§ Work request: A single number is required: how many lines in the entries hold the word "FluidEmitter".

§ Recorded data:

:::

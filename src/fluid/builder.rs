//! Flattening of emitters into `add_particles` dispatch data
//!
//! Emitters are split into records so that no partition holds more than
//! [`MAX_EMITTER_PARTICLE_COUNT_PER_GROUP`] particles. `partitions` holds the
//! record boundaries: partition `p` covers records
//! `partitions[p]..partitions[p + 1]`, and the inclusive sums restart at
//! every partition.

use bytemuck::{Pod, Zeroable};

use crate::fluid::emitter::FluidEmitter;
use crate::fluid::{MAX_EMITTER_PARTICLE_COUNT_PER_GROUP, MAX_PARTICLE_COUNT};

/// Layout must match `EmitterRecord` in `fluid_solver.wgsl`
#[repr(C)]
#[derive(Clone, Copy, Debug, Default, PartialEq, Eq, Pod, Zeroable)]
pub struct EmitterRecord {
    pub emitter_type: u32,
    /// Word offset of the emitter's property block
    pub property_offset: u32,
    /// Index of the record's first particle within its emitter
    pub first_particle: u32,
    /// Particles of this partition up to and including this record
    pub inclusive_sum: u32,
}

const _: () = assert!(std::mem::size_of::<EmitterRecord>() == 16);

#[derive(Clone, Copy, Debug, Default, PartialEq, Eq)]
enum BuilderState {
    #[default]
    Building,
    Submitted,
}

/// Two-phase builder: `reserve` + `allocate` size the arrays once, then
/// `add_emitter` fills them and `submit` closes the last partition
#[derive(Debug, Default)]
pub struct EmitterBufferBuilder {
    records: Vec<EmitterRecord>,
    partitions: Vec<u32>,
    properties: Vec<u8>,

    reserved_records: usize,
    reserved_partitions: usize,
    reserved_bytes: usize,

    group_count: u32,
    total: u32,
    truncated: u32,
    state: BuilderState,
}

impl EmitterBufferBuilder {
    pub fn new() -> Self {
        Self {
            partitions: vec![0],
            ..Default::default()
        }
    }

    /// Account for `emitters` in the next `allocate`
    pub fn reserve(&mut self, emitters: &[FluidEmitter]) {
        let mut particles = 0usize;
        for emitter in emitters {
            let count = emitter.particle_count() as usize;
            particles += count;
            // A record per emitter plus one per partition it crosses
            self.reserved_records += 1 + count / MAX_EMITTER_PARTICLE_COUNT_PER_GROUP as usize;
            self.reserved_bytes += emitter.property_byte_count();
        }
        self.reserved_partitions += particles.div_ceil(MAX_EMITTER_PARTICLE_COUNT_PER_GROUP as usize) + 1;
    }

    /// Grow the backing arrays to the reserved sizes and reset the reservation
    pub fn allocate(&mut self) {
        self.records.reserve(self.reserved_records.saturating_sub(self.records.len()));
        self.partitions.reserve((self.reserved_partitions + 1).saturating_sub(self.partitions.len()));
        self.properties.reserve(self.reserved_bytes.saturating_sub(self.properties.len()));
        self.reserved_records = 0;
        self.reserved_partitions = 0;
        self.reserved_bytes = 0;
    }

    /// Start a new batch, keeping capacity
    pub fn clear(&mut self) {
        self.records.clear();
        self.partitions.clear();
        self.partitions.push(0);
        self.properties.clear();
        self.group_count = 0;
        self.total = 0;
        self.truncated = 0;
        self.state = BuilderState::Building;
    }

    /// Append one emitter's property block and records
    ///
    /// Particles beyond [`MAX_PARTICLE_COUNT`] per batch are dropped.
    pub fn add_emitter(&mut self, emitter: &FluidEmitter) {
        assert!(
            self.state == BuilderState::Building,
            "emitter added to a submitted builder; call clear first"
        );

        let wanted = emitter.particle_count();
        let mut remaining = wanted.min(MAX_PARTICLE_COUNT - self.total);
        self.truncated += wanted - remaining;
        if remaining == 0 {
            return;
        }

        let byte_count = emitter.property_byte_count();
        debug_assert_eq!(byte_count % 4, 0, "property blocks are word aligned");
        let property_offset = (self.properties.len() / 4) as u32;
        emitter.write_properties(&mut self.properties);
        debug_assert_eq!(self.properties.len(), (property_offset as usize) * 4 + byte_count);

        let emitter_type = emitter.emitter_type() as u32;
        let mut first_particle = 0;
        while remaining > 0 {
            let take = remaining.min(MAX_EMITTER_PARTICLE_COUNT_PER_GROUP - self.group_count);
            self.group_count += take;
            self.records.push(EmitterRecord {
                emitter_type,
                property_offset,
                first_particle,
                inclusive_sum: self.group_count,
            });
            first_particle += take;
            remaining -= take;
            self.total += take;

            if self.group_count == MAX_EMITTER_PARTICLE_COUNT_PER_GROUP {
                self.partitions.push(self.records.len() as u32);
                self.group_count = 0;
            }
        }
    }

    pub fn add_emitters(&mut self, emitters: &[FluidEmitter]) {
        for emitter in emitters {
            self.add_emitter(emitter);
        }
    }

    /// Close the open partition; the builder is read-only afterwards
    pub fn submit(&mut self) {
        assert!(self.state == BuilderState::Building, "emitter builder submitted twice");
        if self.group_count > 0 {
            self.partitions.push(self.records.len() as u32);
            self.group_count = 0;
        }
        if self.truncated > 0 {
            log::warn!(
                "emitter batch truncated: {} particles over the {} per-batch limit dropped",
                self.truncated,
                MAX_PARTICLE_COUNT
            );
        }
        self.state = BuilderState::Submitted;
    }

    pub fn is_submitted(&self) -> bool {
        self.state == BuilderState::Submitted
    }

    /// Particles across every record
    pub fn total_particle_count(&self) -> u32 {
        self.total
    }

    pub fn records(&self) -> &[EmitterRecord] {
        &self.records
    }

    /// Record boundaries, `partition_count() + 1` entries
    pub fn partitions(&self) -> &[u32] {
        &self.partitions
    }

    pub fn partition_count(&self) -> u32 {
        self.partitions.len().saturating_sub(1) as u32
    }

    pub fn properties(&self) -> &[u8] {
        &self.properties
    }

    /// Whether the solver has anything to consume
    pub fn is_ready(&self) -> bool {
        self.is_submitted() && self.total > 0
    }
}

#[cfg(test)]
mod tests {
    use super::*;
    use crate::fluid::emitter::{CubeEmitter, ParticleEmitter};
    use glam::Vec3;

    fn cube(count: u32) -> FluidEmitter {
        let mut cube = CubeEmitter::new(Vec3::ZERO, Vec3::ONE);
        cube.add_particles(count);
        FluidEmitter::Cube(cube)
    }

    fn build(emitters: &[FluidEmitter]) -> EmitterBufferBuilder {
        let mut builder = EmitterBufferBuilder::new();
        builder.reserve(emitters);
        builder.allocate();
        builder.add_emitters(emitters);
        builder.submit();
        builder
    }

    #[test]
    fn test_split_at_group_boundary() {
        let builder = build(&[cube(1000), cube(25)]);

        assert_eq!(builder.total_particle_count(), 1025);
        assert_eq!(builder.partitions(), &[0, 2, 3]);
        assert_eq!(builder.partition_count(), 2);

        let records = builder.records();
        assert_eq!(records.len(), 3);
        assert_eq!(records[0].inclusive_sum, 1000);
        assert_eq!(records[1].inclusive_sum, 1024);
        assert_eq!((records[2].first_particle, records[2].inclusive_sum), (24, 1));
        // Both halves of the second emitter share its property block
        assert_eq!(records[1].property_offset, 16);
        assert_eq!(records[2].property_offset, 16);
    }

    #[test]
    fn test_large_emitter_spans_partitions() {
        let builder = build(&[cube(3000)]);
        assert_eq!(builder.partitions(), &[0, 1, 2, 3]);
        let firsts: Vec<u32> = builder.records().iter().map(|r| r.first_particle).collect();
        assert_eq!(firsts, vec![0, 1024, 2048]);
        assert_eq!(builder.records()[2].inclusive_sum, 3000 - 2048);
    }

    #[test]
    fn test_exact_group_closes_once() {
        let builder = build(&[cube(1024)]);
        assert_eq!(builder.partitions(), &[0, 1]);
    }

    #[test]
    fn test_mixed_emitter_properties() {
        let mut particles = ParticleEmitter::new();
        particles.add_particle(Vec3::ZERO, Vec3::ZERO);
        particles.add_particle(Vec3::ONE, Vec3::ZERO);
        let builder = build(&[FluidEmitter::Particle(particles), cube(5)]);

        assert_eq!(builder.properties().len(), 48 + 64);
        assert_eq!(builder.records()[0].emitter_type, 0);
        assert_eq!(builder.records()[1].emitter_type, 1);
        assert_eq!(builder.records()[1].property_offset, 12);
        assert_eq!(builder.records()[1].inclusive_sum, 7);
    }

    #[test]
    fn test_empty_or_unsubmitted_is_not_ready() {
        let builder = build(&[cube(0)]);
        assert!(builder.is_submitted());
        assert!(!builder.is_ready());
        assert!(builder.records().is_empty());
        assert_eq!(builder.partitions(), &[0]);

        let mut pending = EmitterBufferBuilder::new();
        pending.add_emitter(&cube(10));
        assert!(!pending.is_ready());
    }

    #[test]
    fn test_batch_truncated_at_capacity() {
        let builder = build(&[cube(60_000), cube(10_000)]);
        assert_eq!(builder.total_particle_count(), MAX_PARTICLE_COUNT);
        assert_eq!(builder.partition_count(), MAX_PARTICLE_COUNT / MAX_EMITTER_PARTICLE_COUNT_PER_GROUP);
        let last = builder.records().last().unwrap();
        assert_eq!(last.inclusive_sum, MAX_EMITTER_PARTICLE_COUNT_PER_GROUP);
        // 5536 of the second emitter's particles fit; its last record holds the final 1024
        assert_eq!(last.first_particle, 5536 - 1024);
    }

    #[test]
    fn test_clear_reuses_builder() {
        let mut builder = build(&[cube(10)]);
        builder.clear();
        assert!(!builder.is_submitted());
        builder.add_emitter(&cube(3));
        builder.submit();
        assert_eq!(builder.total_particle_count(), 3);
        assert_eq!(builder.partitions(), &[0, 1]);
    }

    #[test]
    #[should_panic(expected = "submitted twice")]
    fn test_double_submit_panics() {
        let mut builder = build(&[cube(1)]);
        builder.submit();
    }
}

:::

§ Answer box: 8